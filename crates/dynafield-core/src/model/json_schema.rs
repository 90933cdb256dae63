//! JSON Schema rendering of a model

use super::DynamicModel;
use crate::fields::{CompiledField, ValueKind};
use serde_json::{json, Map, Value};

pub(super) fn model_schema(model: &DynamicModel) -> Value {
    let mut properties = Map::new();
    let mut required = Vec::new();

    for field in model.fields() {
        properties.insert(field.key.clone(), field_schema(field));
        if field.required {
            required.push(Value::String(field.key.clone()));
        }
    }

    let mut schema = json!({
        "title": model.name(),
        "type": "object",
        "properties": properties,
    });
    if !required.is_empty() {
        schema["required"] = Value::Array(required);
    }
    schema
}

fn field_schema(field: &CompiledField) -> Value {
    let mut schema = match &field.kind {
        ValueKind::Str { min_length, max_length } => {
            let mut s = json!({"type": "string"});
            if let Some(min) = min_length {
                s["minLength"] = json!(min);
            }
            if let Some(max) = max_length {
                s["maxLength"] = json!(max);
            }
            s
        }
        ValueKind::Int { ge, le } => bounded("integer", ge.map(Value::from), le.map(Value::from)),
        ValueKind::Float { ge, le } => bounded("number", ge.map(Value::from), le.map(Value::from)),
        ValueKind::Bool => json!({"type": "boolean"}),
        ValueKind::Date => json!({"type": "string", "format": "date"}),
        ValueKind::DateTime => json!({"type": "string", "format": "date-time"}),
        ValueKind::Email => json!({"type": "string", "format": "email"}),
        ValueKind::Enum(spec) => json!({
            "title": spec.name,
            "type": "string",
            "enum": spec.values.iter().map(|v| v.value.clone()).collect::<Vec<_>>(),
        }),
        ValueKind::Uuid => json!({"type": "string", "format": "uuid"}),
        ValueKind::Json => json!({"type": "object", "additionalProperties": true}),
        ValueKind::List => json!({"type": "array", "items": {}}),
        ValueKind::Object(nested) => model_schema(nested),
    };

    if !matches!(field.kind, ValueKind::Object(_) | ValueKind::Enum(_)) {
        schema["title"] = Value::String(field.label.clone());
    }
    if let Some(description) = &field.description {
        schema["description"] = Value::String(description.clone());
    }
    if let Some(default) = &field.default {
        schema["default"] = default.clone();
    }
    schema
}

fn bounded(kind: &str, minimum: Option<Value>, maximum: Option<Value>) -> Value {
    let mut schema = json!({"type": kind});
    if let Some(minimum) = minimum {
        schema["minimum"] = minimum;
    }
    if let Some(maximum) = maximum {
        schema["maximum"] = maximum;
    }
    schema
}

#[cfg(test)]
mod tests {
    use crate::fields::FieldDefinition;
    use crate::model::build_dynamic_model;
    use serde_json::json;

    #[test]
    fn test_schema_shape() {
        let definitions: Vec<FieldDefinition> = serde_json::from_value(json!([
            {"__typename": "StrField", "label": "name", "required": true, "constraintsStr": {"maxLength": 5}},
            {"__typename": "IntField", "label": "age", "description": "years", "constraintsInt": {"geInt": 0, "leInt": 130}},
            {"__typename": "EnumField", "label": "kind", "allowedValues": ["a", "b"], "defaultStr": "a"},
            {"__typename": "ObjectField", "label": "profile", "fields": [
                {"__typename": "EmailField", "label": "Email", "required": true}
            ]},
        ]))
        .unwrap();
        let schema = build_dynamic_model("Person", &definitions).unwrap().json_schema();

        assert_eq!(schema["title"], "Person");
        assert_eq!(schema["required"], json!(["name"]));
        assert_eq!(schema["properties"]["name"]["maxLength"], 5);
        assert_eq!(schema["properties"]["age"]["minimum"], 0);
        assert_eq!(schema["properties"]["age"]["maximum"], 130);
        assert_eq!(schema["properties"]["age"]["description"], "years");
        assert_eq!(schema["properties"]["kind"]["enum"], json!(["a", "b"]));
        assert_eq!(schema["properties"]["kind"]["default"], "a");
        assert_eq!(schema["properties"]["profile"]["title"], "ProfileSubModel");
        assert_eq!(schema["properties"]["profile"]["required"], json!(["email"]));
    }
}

- - -

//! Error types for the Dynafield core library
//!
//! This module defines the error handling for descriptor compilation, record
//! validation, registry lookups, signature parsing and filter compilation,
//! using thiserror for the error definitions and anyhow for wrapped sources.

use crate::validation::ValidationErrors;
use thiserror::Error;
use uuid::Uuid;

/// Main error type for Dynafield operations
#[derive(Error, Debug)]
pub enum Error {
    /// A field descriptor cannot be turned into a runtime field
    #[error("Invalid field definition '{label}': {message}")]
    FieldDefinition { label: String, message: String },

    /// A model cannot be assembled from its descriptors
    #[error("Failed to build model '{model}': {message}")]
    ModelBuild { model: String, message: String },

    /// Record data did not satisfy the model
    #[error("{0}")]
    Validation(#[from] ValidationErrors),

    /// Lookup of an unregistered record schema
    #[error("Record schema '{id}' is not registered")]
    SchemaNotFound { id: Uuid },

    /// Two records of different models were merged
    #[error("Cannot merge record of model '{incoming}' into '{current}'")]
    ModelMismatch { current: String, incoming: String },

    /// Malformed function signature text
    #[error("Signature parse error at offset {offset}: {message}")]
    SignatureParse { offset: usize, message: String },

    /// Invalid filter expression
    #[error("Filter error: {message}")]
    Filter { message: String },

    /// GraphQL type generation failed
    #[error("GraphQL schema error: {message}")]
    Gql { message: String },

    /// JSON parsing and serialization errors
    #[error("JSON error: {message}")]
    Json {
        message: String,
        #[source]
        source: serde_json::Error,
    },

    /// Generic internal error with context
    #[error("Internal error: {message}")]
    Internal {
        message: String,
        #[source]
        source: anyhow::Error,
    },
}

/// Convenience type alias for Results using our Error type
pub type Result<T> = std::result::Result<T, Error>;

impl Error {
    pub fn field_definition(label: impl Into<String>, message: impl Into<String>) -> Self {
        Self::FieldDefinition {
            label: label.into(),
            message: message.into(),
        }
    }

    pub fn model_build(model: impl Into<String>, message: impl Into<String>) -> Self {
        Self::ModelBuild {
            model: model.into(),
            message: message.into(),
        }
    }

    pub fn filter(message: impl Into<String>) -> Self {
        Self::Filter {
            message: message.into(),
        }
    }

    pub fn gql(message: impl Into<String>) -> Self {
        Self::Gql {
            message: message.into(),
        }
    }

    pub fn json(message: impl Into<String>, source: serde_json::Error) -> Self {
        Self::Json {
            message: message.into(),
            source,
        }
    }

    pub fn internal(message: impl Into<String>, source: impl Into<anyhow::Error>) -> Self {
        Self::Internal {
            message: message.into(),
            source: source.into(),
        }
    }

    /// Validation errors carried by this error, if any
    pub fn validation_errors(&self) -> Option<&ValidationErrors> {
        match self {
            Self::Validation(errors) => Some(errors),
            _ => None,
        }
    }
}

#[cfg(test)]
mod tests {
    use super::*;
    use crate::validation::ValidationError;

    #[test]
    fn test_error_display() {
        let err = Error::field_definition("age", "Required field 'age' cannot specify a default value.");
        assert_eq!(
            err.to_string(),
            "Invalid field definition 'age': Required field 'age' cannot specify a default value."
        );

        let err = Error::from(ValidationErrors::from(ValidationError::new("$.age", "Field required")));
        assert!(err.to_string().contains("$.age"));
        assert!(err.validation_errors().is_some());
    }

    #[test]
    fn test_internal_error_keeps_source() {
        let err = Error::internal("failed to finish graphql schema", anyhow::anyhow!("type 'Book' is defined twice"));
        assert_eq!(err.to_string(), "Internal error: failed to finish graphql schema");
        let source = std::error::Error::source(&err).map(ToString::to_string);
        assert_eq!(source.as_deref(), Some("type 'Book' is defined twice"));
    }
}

- - -

## Problem description
Every line in the records above that contains the word "clone" should be copied out.

## Written solution
        properties.insert(field.key.clone(), field_schema(field));
            required.push(Value::String(field.key.clone()));
            "enum": spec.values.iter().map(|v| v.value.clone()).collect::<Vec<_>>(),
        schema["title"] = Value::String(field.label.clone());
        schema["description"] = Value::String(description.clone());
        schema["default"] = default.clone();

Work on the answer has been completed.